Ok. I forgot about backslashes at end of line so I'll look at those.
> But I have no idea what that was there in the first place.
Are you telling me you are using this alpha software with no backups??! :)
On Sep 21, 2012, at 6:04 AM, Shane McCarron wrote:
> Looks great so far! The only thing I ran into was some weirdness I had in an
> autohandler.
>
> I had lines like this:
>
> <%method methodName>\
> <%args>
> $foo
> </%args>\
> HTML\
> </%method>
>
> It didn't like the escaped newline. But I have no idea what that was there
> in the first place.
>
> On Fri, Sep 21, 2012 at 4:49 AM, Jonathan Swartz <swa...@pobox.com> wrote:
> I've released masontidy 2.53 which tidies <%perl> blocks and %-lines
> together.

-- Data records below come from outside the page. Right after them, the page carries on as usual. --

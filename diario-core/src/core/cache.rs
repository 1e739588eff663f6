//! In-memory mirror of decoded entries, keyed by id.
//!
//! The cache is never authoritative; the store is. A [`Journal`](super::journal::Journal)
//! owns exactly one cache and keeps it coherent on every read and write.

use std::collections::HashMap;

use crate::Entry;

#[derive(Debug, Default)]
pub struct EntryCache {
    entries: HashMap<String, Entry>,
}

impl EntryCache {
    pub fn new() -> Self {
        Self::default()
    }

    pub fn get(&self, id: &str) -> Option<Entry> {
        self.entries.get(id).cloned()
    }

    /// Stores `entry` under its own id, replacing any previous copy.
    pub fn put(&mut self, entry: Entry) {
        self.entries.insert(entry.id.clone(), entry);
    }

    /// Drops the cached copy of `id`. Returns `true` if one was present.
    pub fn evict(&mut self, id: &str) -> bool {
        self.entries.remove(id).is_some()
    }

    pub fn clear(&mut self) {
        self.entries.clear();
    }

    pub fn contains(&self, id: &str) -> bool {
        self.entries.contains_key(id)
    }

    pub fn len(&self) -> usize {
        self.entries.len()
    }

    pub fn is_empty(&self) -> bool {
        self.entries.is_empty()
    }
}

#[cfg(test)]
mod tests {
    use super::*;
    use crate::EntryDraft;

    #[test]
    fn test_put_get_evict() {
        let mut cache = EntryCache::new();
        let entry = Entry::new(EntryDraft::new("t", "c"));
        let id = entry.id.clone();

        assert!(cache.get(&id).is_none());
        cache.put(entry.clone());
        assert_eq!(cache.get(&id), Some(entry));
        assert!(cache.evict(&id));
        assert!(!cache.evict(&id));
        assert!(cache.is_empty());
    }

    #[test]
    fn test_put_replaces_existing_copy() {
        let mut cache = EntryCache::new();
        let mut entry = Entry::new(EntryDraft::new("old", ""));
        cache.put(entry.clone());
        entry.title = "new".to_string();
        cache.put(entry.clone());
        assert_eq!(cache.len(), 1);
        assert_eq!(cache.get(&entry.id).unwrap().title, "new");
    }

    #[test]
    fn test_caches_are_independent() {
        let mut a = EntryCache::new();
        let b = EntryCache::new();
        let entry = Entry::new(EntryDraft::default());
        a.put(entry.clone());
        assert!(a.contains(&entry.id));
        assert!(!b.contains(&entry.id));
        a.clear();
        assert!(a.is_empty());
    }
}
//! Conversion between [`Entry`] values and the bytes kept in the store.
//!
//! The plain form is a UTF-8 JSON object:
//!
//! ```text
//! { id, title, content, mood, tags[], location{}, media[]{id, type, data_ref,
//!   description, created_at}, created_at, updated_at }
//! ```
//!
//! with ISO-8601 timestamps. When a key is supplied the plain form is sealed
//! with [`crypto::seal`](super::crypto::seal), so a stored blob is either JSON
//! or `[IV][ciphertext][tag]` depending on the session that wrote it.
//!
//! Decoding is lenient about content and strict about syntax: a field that is
//! missing or has the wrong type takes its default, but bytes that are not a
//! JSON object are a [`JournalError::Decode`].

use chrono::{DateTime, Local, NaiveDateTime, TimeZone, Utc};
use serde_json::{json, Map, Value};

use super::crypto::{self, EntryKey};
use super::entry::{dedup_media, normalize_tags};
use crate::{Entry, JournalError, Location, MediaAttachment, MediaKind, Mood, Result};

/// Serializes `entry`, sealing it when `key` is present.
///
/// # Errors
///
/// Returns [`JournalError::Json`] if serialization fails or
/// [`JournalError::Decrypt`] if the cipher rejects the payload.
pub fn encode(entry: &Entry, key: Option<&EntryKey>) -> Result<Vec<u8>> {
    let plain = serde_json::to_vec(&to_record(entry))?;
    match key {
        Some(key) => crypto::seal(&plain, key),
        None => Ok(plain),
    }
}

/// Reverses [`encode`].
///
/// # Errors
///
/// Returns [`JournalError::Decrypt`] if `key` is present and the blob cannot be
/// opened with it, or [`JournalError::Decode`] if the plain form is not a JSON
/// object.
pub fn decode(bytes: &[u8], key: Option<&EntryKey>) -> Result<Entry> {
    match key {
        Some(key) => {
            let plain = crypto::open(bytes, key)?;
            decode_plain(&plain)
        }
        None => decode_plain(bytes),
    }
}

fn decode_plain(bytes: &[u8]) -> Result<Entry> {
    let value: Value =
        serde_json::from_slice(bytes).map_err(|e| JournalError::Decode(e.to_string()))?;
    match value {
        Value::Object(record) => Ok(from_record(&record)),
        other => Err(JournalError::Decode(format!(
            "expected a JSON object, found {}",
            json_kind(&other)
        ))),
    }
}

fn to_record(entry: &Entry) -> Value {
    let location = match &entry.location {
        Some(loc) => json!({
            "latitude": loc.latitude,
            "longitude": loc.longitude,
            "name": loc.name,
        }),
        None => json!({}),
    };
    let media: Vec<Value> = entry
        .media
        .iter()
        .map(|m| {
            json!({
                "id": m.id,
                "type": m.kind.as_str(),
                "data_ref": m.data_ref,
                "description": m.description,
                "created_at": m.created_at.to_rfc3339(),
            })
        })
        .collect();

    json!({
        "id": entry.id,
        "title": entry.title,
        "content": entry.content,
        "mood": entry.mood.level(),
        "tags": entry.tags,
        "location": location,
        "media": media,
        "created_at": entry.created_at.to_rfc3339(),
        "updated_at": entry.updated_at.to_rfc3339(),
    })
}

fn from_record(record: &Map<String, Value>) -> Entry {
    let created = record.get("created_at").and_then(parse_timestamp);
    let updated = record.get("updated_at").and_then(parse_timestamp);
    let created_at = created.or(updated).unwrap_or_else(Utc::now);
    let updated_at = updated.unwrap_or(created_at).max(created_at);

    let tags = match record.get("tags") {
        Some(Value::Array(items)) => normalize_tags(
            items.iter().filter_map(Value::as_str).map(str::to_string).collect(),
        ),
        _ => Vec::new(),
    };

    let id = str_field(record, "id");
    let media = match record.get("media") {
        Some(Value::Array(items)) => dedup_media(
            items
                .iter()
                .enumerate()
                .filter_map(|(index, m)| {
                    m.as_object()
                        .map(|m| media_from_record(m, &id, index, created_at))
                })
                .collect(),
        ),
        _ => Vec::new(),
    };

    Entry {
        id,
        title: str_field(record, "title"),
        content: str_field(record, "content"),
        mood: record
            .get("mood")
            .and_then(Value::as_i64)
            .map(Mood::or_default)
            .unwrap_or_default(),
        tags,
        location: record
            .get("location")
            .and_then(Value::as_object)
            .and_then(location_from_record),
        media,
        created_at,
        updated_at,
    }
}

/// Attachments stored without an id get one derived from the entry id and
/// their position, so the same record always yields the same ids.
fn media_from_record(
    record: &Map<String, Value>,
    entry_id: &str,
    index: usize,
    fallback_time: DateTime<Utc>,
) -> MediaAttachment {
    let id = str_field(record, "id");
    let data_ref = record
        .get("data_ref")
        .or_else(|| record.get("data"))
        .and_then(Value::as_str)
        .unwrap_or_default()
        .to_string();
    MediaAttachment {
        id: if id.is_empty() { format!("{entry_id}-media-{index}") } else { id },
        kind: record
            .get("type")
            .and_then(Value::as_str)
            .and_then(MediaKind::parse)
            .unwrap_or(MediaKind::Image),
        data_ref,
        description: str_field(record, "description"),
        created_at: record
            .get("created_at")
            .and_then(parse_timestamp)
            .unwrap_or(fallback_time),
    }
}

fn location_from_record(record: &Map<String, Value>) -> Option<Location> {
    let latitude = record
        .get("latitude")
        .or_else(|| record.get("lat"))
        .and_then(Value::as_f64);
    let longitude = record
        .get("longitude")
        .or_else(|| record.get("lng"))
        .and_then(Value::as_f64);
    let name = str_field(record, "name");
    if latitude.is_none() && longitude.is_none() && name.is_empty() {
        return None;
    }
    Some(Location {
        latitude: latitude.unwrap_or_default(),
        longitude: longitude.unwrap_or_default(),
        name,
    })
}

/// Accepts RFC 3339 as well as zone-less ISO-8601, which is read as local time.
fn parse_timestamp(value: &Value) -> Option<DateTime<Utc>> {
    let text = value.as_str()?;
    if let Ok(dt) = DateTime::parse_from_rfc3339(text) {
        return Some(dt.with_timezone(&Utc));
    }
    let naive = NaiveDateTime::parse_from_str(text, "%Y-%m-%dT%H:%M:%S%.f").ok()?;
    Local
        .from_local_datetime(&naive)
        .earliest()
        .map(|dt| dt.with_timezone(&Utc))
}

fn str_field(record: &Map<String, Value>, key: &str) -> String {
    record
        .get(key)
        .and_then(Value::as_str)
        .unwrap_or_default()
        .to_string()
}

fn json_kind(value: &Value) -> &'static str {
    match value {
        Value::Null => "null",
        Value::Bool(_) => "a boolean",
        Value::Number(_) => "a number",
        Value::String(_) => "a string",
        Value::Array(_) => "an array",
        Value::Object(_) => "an object",
    }
}
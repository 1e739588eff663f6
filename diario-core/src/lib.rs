//! Core library for Diario, a local-first personal journal.
//!
//! The primary entry point is [`Journal`], which represents an open data
//! directory holding the entry store and, once a password has been set, the
//! key-derivation salt. All entry reads and writes go through `Journal` methods.
//!
//! Types are re-exported from their respective sub-modules for convenience;
//! consumers should import from the crate root rather than the `core` module.

pub mod core;

// Re-export commonly used types.
#[doc(inline)]
pub use core::{
    cache::EntryCache,
    config::{default_data_dir, JournalConfig, KdfParams, DEFAULT_SALT_FILE, DEFAULT_STORE_FILE},
    crypto::{EntryKey, Session},
    entry::{
        normalize_tags, parse_tag_list, Entry, EntryDraft, EntryPatch, Location, MediaAttachment,
        MediaKind, Mood,
    },
    error::{JournalError, Result},
    journal::{Journal, Lookup},
    query::{MoodHistogram, SearchQuery},
    storage::Storage,
};
//! Recursive template discovery.

use std::fs;
use std::path::{Path, PathBuf};
use stencil_types::{Result, StencilError};
use tracing::debug;
use walkdir::WalkDir;

/// A template file found on disk.
#[derive(Debug, Clone, PartialEq, Eq)]
pub struct TemplateFile {
    pub path: PathBuf,
    pub file_name: String,
    /// Raw file contents; decoding happens at registration.
    pub contents: Vec<u8>,
}

/// Collect every file under `root` whose name ends with one of `extensions`.
///
/// Entries are visited in file-name order at every level so registration
/// order is stable across platforms. A missing root yields nothing.
pub fn walk_template_dir(root: &Path, extensions: &[String]) -> Result<Vec<TemplateFile>> {
    if !root.is_dir() {
        debug!(dir = %root.display(), "skipping missing template directory");
        return Ok(Vec::new());
    }

    let mut files = Vec::new();
    for entry in WalkDir::new(root)
        .sort_by_file_name()
        .into_iter()
        .filter_map(|e| e.ok())
    {
        if !entry.file_type().is_file() {
            continue;
        }
        let file_name = entry.file_name().to_string_lossy().into_owned();
        if matching_extension(&file_name, extensions).is_none() {
            continue;
        }
        let path = entry.into_path();
        let contents = fs::read(&path).map_err(|source| StencilError::Io {
            path: path.clone(),
            source,
        })?;
        files.push(TemplateFile {
            path,
            file_name,
            contents,
        });
    }
    Ok(files)
}

/// The longest configured extension that `file_name` ends with,
/// compared ASCII case-insensitively.
pub fn matching_extension<'e>(file_name: &str, extensions: &'e [String]) -> Option<&'e str> {
    extensions
        .iter()
        .map(String::as_str)
        .filter(|ext| !ext.is_empty() && ends_with_ignore_case(file_name, ext))
        .max_by_key(|ext| ext.len())
}

/// `file_name` without its matched extension, or unchanged when none matches.
pub fn base_name<'a>(file_name: &'a str, extensions: &[String]) -> &'a str {
    match matching_extension(file_name, extensions) {
        Some(ext) => &file_name[..file_name.len() - ext.len()],
        None => file_name,
    }
}

fn ends_with_ignore_case(text: &str, suffix: &str) -> bool {
    text.len() >= suffix.len()
        && text.is_char_boundary(text.len() - suffix.len())
        && text.as_bytes()[text.len() - suffix.len()..].eq_ignore_ascii_case(suffix.as_bytes())
}
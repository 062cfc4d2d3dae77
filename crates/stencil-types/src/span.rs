use serde::{Deserialize, Serialize};
use std::fmt;

/// Source location span inside an expression or template.
///
/// All line/column values are 1-based for human-readable error messages.
#[derive(Debug, Clone, Copy, PartialEq, Eq, Hash, Serialize, Deserialize)]
pub struct Span {
    pub start_line: u32,
    pub start_col: u32,
    pub end_line: u32,
    pub end_col: u32,
}

impl Span {
    /// Create a new span.
    pub fn new(start_line: u32, start_col: u32, end_line: u32, end_col: u32) -> Self {
        Self {
            start_line,
            start_col,
            end_line,
            end_col,
        }
    }

    /// Create a zero-width span at a single position.
    pub fn point(line: u32, col: u32) -> Self {
        Self::new(line, col, line, col)
    }

    /// Merge two spans into one that covers both.
    pub fn merge(self, other: Span) -> Span {
        let start_line = self.start_line.min(other.start_line);
        let start_col = if self.start_line < other.start_line {
            self.start_col
        } else if other.start_line < self.start_line {
            other.start_col
        } else {
            self.start_col.min(other.start_col)
        };

        let end_line = self.end_line.max(other.end_line);
        let end_col = if self.end_line > other.end_line {
            self.end_col
        } else if other.end_line > self.end_line {
            other.end_col
        } else {
            self.end_col.max(other.end_col)
        };

        Span::new(start_line, start_col, end_line, end_col)
    }
}

impl fmt::Display for Span {
    fn fmt(&self, f: &mut fmt::Formatter<'_>) -> fmt::Result {
        write!(f, "{}:{}", self.start_line, self.start_col)
    }
}
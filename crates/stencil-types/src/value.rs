//! Loosely-typed runtime values bound in render scopes.
//!
//! [`Value::Undefined`] is the "absent" sentinel: it is what an unbound
//! identifier or a missing property resolves to, and it is kept distinct
//! from a present [`Value::Null`].

use std::collections::BTreeMap;
use std::fmt;

/// A template data value.
#[derive(Debug, Clone, PartialEq, Default)]
pub enum Value {
    #[default]
    Undefined,
    Null,
    Bool(bool),
    Number(f64),
    String(String),
    Array(Vec<Value>),
    Object(BTreeMap<String, Value>),
}

impl Value {
    /// Name of the value's type, used in error messages.
    pub fn type_name(&self) -> &'static str {
        match self {
            Value::Undefined => "undefined",
            Value::Null => "null",
            Value::Bool(_) => "boolean",
            Value::Number(_) => "number",
            Value::String(_) => "string",
            Value::Array(_) => "array",
            Value::Object(_) => "object",
        }
    }

    /// Truthiness: undefined, null, `false`, `0`, `NaN` and `""` are false.
    pub fn is_truthy(&self) -> bool {
        match self {
            Value::Undefined | Value::Null => false,
            Value::Bool(b) => *b,
            Value::Number(n) => *n != 0.0 && !n.is_nan(),
            Value::String(s) => !s.is_empty(),
            Value::Array(_) | Value::Object(_) => true,
        }
    }

    /// `true` for undefined and null.
    pub fn is_nullish(&self) -> bool {
        matches!(self, Value::Undefined | Value::Null)
    }

    pub fn as_object(&self) -> Option<&BTreeMap<String, Value>> {
        match self {
            Value::Object(fields) => Some(fields),
            _ => None,
        }
    }

    /// Numeric coercion for arithmetic and ordering.
    ///
    /// Returns `None` for arrays and objects, which have no numeric form.
    pub fn to_number(&self) -> Option<f64> {
        match self {
            Value::Undefined => Some(f64::NAN),
            Value::Null => Some(0.0),
            Value::Bool(b) => Some(if *b { 1.0 } else { 0.0 }),
            Value::Number(n) => Some(*n),
            Value::String(s) => {
                let trimmed = s.trim();
                if trimmed.is_empty() {
                    Some(0.0)
                } else {
                    Some(trimmed.parse::<f64>().unwrap_or(f64::NAN))
                }
            }
            Value::Array(_) | Value::Object(_) => None,
        }
    }

    /// Property lookup (`value.name`). Anything missing is undefined.
    pub fn property(&self, name: &str) -> Value {
        match self {
            Value::Object(fields) => fields.get(name).cloned().unwrap_or_default(),
            Value::Array(items) if name == "length" => Value::Number(items.len() as f64),
            Value::String(s) if name == "length" => Value::Number(s.chars().count() as f64),
            _ => Value::Undefined,
        }
    }

    /// Index lookup (`value[key]`). Anything missing is undefined.
    pub fn index(&self, key: &Value) -> Value {
        match (self, key) {
            (Value::Array(items), Value::Number(n)) => as_position(*n)
                .and_then(|i| items.get(i))
                .cloned()
                .unwrap_or_default(),
            (Value::String(s), Value::Number(n)) => as_position(*n)
                .and_then(|i| s.chars().nth(i))
                .map(|c| Value::String(c.to_string()))
                .unwrap_or_default(),
            (_, Value::String(name)) => self.property(name),
            (Value::Object(_), key) => self.property(&key.to_string()),
            _ => Value::Undefined,
        }
    }

    /// Convert into a `serde_json::Value`; undefined becomes `null`.
    pub fn to_json(&self) -> serde_json::Value {
        match self {
            Value::Undefined | Value::Null => serde_json::Value::Null,
            Value::Bool(b) => serde_json::Value::Bool(*b),
            Value::Number(n) => serde_json::Number::from_f64(*n)
                .map(serde_json::Value::Number)
                .unwrap_or(serde_json::Value::Null),
            Value::String(s) => serde_json::Value::String(s.clone()),
            Value::Array(items) => {
                serde_json::Value::Array(items.iter().map(Value::to_json).collect())
            }
            Value::Object(fields) => serde_json::Value::Object(
                fields
                    .iter()
                    .map(|(k, v)| (k.clone(), v.to_json()))
                    .collect(),
            ),
        }
    }
}

fn as_position(n: f64) -> Option<usize> {
    if n >= 0.0 && n.fract() == 0.0 {
        Some(n as usize)
    } else {
        None
    }
}

/// Render a number the way templates expect: integral values have no
/// fractional part, non-finite values are spelled out.
pub fn format_number(n: f64) -> String {
    if n.is_nan() {
        "NaN".to_string()
    } else if n.is_infinite() {
        if n > 0.0 { "Infinity" } else { "-Infinity" }.to_string()
    } else if n.fract() == 0.0 && n.abs() < 1e15 {
        format!("{}", n as i64)
    } else {
        format!("{n}")
    }
}

/// Display form used by interpolation. Undefined and null are empty;
/// arrays join their elements with `,`; objects render as compact JSON.
impl fmt::Display for Value {
    fn fmt(&self, f: &mut fmt::Formatter<'_>) -> fmt::Result {
        match self {
            Value::Undefined | Value::Null => Ok(()),
            Value::Bool(b) => write!(f, "{b}"),
            Value::Number(n) => f.write_str(&format_number(*n)),
            Value::String(s) => f.write_str(s),
            Value::Array(items) => {
                for (i, item) in items.iter().enumerate() {
                    if i > 0 {
                        f.write_str(",")?;
                    }
                    write!(f, "{item}")?;
                }
                Ok(())
            }
            Value::Object(_) => write!(f, "{}", self.to_json()),
        }
    }
}

impl From<serde_json::Value> for Value {
    fn from(value: serde_json::Value) -> Self {
        match value {
            serde_json::Value::Null => Value::Null,
            serde_json::Value::Bool(b) => Value::Bool(b),
            serde_json::Value::Number(n) => Value::Number(n.as_f64().unwrap_or(f64::NAN)),
            serde_json::Value::String(s) => Value::String(s),
            serde_json::Value::Array(items) => {
                Value::Array(items.into_iter().map(Value::from).collect())
            }
            serde_json::Value::Object(fields) => Value::Object(
                fields
                    .into_iter()
                    .map(|(k, v)| (k, Value::from(v)))
                    .collect(),
            ),
        }
    }
}

impl From<bool> for Value {
    fn from(b: bool) -> Self {
        Value::Bool(b)
    }
}

impl From<f64> for Value {
    fn from(n: f64) -> Self {
        Value::Number(n)
    }
}

impl From<i64> for Value {
    fn from(n: i64) -> Self {
        Value::Number(n as f64)
    }
}

impl From<usize> for Value {
    fn from(n: usize) -> Self {
        Value::Number(n as f64)
    }
}

impl From<&str> for Value {
    fn from(s: &str) -> Self {
        Value::String(s.to_string())
    }
}

impl From<String> for Value {
    fn from(s: String) -> Self {
        Value::String(s)
    }
}

impl From<Vec<Value>> for Value {
    fn from(items: Vec<Value>) -> Self {
        Value::Array(items)
    }
}

impl From<BTreeMap<String, Value>> for Value {
    fn from(fields: BTreeMap<String, Value>) -> Self {
        Value::Object(fields)
    }
}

It should also handle the case below with intervening methods, btw.
>
> Give it a try and let me know how it does on your code base.
>
> Jon
>
>>
>> I think basically all the perl sections should combine with all the inline
>> sections but I can't imagine how you will do that. I do NOT think it would
>> be necessary to support weird constructs like main component perl sections
>> that have other sections embedded in them. For example
>>
>>
>> <%perl>
>> some perl code
>> </%perl>
>> some HTML
>> other HTML
>> % inline mason
>>
>> <%method something>
>> <%perl>
>>
>> .....
>> </%perl>
>> embedded HTML in a method
>> % inline in a method
>> more HTML
>> <%perl>
>> another block
>> </%perl>
>>
>> </%method>
>>
>> % other inline mason back in main component
>> <%perl>
>> perl in main component
>> </%perl>
>> some embedded HTML in main component
>>
>> I probably do nonsense like that, but if I do I should really be moving
>> those methods to the end of the component.
>>
>>
>>
>>> When running masontidy on a sample file I get a lot of output like
>>> "Ignoring -b; you may not specify a destination stream and -b together".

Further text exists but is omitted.